In [1]:
from music21 import *
import glob
from collections import Counter
import numpy as np
import os
from sklearn.model_selection import train_test_split
import torch
from torch.utils.data import TensorDataset, DataLoader
import torch.nn as nn
import torch.nn.functional as F
import torch.optim as optim
#torch.manual_seed(1)

"""
This function extract the features from the MIDI files.

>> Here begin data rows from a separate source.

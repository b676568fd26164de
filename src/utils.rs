//! String helpers shared by the formatter and the HTTP clients.

/// Return the first `max` characters of `s`.
///
/// Counts Unicode scalar values, so multi-byte text is never cut mid-character.
///
/// # Examples
///
/// ```ignore
/// assert_eq!(truncate_chars("héllo", 2), "hé");
/// assert_eq!(truncate_chars("short", 100), "short");
/// ```
pub fn truncate_chars(s: &str, max: usize) -> String {
    match s.char_indices().nth(max) {
        Some((idx, _)) => s[..idx].to_string(),
        None => s.to_string(),
    }
}

/// Truncate a string for logging purposes.
///
/// Long strings are cut to `max` characters with an ellipsis and a count of the
/// dropped bytes appended.
///
/// # Examples
///
/// ```ignore
/// assert_eq!(truncate_for_log("short", 100), "short");
/// assert_eq!(truncate_for_log(&"a".repeat(500), 10), "aaaaaaaaaa…(+490 bytes)");
/// ```
pub fn truncate_for_log(s: &str, max: usize) -> String {
    let kept = truncate_chars(s, max);
    if kept.len() == s.len() {
        kept
    } else {
        let dropped = s.len() - kept.len();
        format!("{kept}…(+{dropped} bytes)")
    }
}
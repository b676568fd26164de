//! Shared test doubles.

use crate::error::StreamClientError;
use crate::models::{NormalizedArticle, PutRecordOutput};
use crate::publish::StreamClient;
use serde_json::json;
use std::io;
use std::sync::{Arc, Mutex};
use tracing_subscriber::fmt::MakeWriter;

/// One recorded `put_record` call.
#[derive(Debug, Clone, PartialEq, Eq)]
pub struct PutCall {
    pub stream_name: String,
    pub data: String,
    pub partition_key: String,
}

type FailWith = Box<dyn Fn() -> StreamClientError + Send + Sync>;

/// In-memory [`StreamClient`] that records every call.
pub struct RecordingStream {
    calls: Mutex<Vec<PutCall>>,
    fail_with: Option<FailWith>,
}

impl RecordingStream {
    pub fn accepting() -> Self {
        Self {
            calls: Mutex::new(Vec::new()),
            fail_with: None,
        }
    }

    pub fn failing(fail_with: impl Fn() -> StreamClientError + Send + Sync + 'static) -> Self {
        Self {
            calls: Mutex::new(Vec::new()),
            fail_with: Some(Box::new(fail_with)),
        }
    }

    pub fn calls(&self) -> Vec<PutCall> {
        self.calls.lock().unwrap().clone()
    }
}

impl StreamClient for RecordingStream {
    async fn put_record(
        &self,
        stream_name: &str,
        data: String,
        partition_key: &str,
    ) -> Result<PutRecordOutput, StreamClientError> {
        let seq = {
            let mut calls = self.calls.lock().unwrap();
            calls.push(PutCall {
                stream_name: stream_name.to_string(),
                data,
                partition_key: partition_key.to_string(),
            });
            calls.len()
        };

        match &self.fail_with {
            Some(fail) => Err(fail()),
            None => Ok(PutRecordOutput {
                shard_id: "shardId-000000000000".to_string(),
                sequence_number: seq.to_string(),
            }),
        }
    }
}

/// `n` distinct normalized articles.
pub fn sample_articles(n: usize) -> Vec<NormalizedArticle> {
    (1..=n)
        .map(|i| NormalizedArticle {
            web_publication_date: Some(json!(format!("2023-11-{:02}T12:00:00Z", i % 28 + 1))),
            web_title: Some(json!(format!("Test Article {i}"))),
            web_url: Some(json!(format!("https://www.theguardian.com/article-{i}"))),
            content_preview: format!("<p>This is the full content of article {i}...</p>"),
        })
        .collect()
}

/// In-memory log sink for a `tracing_subscriber::fmt` subscriber.
#[derive(Clone, Default)]
pub struct CapturedLogs(Arc<Mutex<Vec<u8>>>);

impl CapturedLogs {
    /// A plain-text subscriber writing every event at `DEBUG` and above here.
    pub fn subscriber(&self) -> impl tracing::Subscriber + Send + Sync + use<> {
        tracing_subscriber::fmt()
            .with_writer(self.clone())
            .with_max_level(tracing::Level::DEBUG)
            .with_ansi(false)
            .without_time()
            .finish()
    }

    pub fn contents(&self) -> String {
        String::from_utf8_lossy(&self.0.lock().unwrap()).into_owned()
    }
}

impl io::Write for CapturedLogs {
    fn write(&mut self, buf: &[u8]) -> io::Result<usize> {
        self.0.lock().unwrap().extend_from_slice(buf);
        Ok(buf.len())
    }

    fn flush(&mut self) -> io::Result<()> {
        Ok(())
    }
}

impl<'a> MakeWriter<'a> for CapturedLogs {
    type Writer = CapturedLogs;

    fn make_writer(&'a self) -> Self::Writer {
        self.clone()
    }
}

Input : Directory containing the midi files
outputs : numpy ndarray containing numpy arrays of the concatenated elements of the MIDI files.
          Elements are feature extracted from the MIDI files.
"""
def read_midi_dataset(file):
    data = list()
    for midi in glob.glob(file):
        mu = converter.parse(midi)
        s2 = instrument.partitionByInstrument(mu)
        # parts[0] means we only takes into account piano
        note2parse = s2.parts[0].recurse() 
        temp = list()
        for note_ in note2parse:
            if isinstance(note_, note.Note): # isinstance check if element is a note
                temp.append(str(note_.pitch))
            elif isinstance(note_, chord.Chord): # check if it is a chord
                temp.append('.'.join(str(n) for n in note_.normalOrder))
                
        data.append(temp)
        
    data = np.array(data)

    return data


"""
This function transforms a numpy ndarray containaing arrays of elements of MIDI files into one list of
these elements. Example : [[a,b][c,d]] => [a,b,c,d]
"""
def from_ndarrays_to_list(data):
    return [note for notes_ in data for note in notes_] 


"""
This function deletes from the dataset elements that do not appear more than a particular frequency.
It is a filter.
Input : numpy ndarray containing numpy arrays of the concatenated elements of the MIDI files.
Output : List of list. Each list is a concatenation of all the elements of a MIDI file.
"""
def get_vocabulary(data):
    data_ = from_ndarrays_to_list(data)
    # frequence of notes
    freq = dict(Counter(data_))
    # unique_elements is the sorted set of unique elements of the set of MIDI files. The elements selected depends
    # on a particular frequency. Therefore, it is the total vacabulary of the dataset.
    unique_note = sorted([note_ for note_, count in freq.items()])
    
    vocab_dict = {}
    for i in range(len(unique_note)): vocab_dict[unique_note[i]] = i
        
    return unique_note, vocab_dict


def note_to_vec(vocab, data, size_vocab, dim_embed):
    
    embeds = nn.Embedding(size_vocab, dim_embed)
    
    data_embed = list()
    for song in data:
        data_embed.append(np.array([embeds(torch.tensor([vocab[note]],
                                                        dtype=torch.long)).detach().numpy()[0] for note in song]))

    return data_embed


"""
"""
def note_to_ind(vocab, data):
    note2ind = {u:i for i, u in enumerate(vocab)}
    ind2note = np.array(vocab)
    
    dataInd = list()
    for song in data: dataInd.append(np.array([note2ind[note] for note in song]))
        
    ind2note = {}
    for note, ind in note2ind.items():
        ind2note[ind] = note
    
    return dataInd, note2ind, ind2note


"""
This function creates the X and y matrices needed by the model.
We use a sliding window mechanism in order to create this dataset.
[a,b,c,d,e,f,g] becomes x1=[a,b,c], y1=[d] then x2=[b,c,d], y2=[e] etc.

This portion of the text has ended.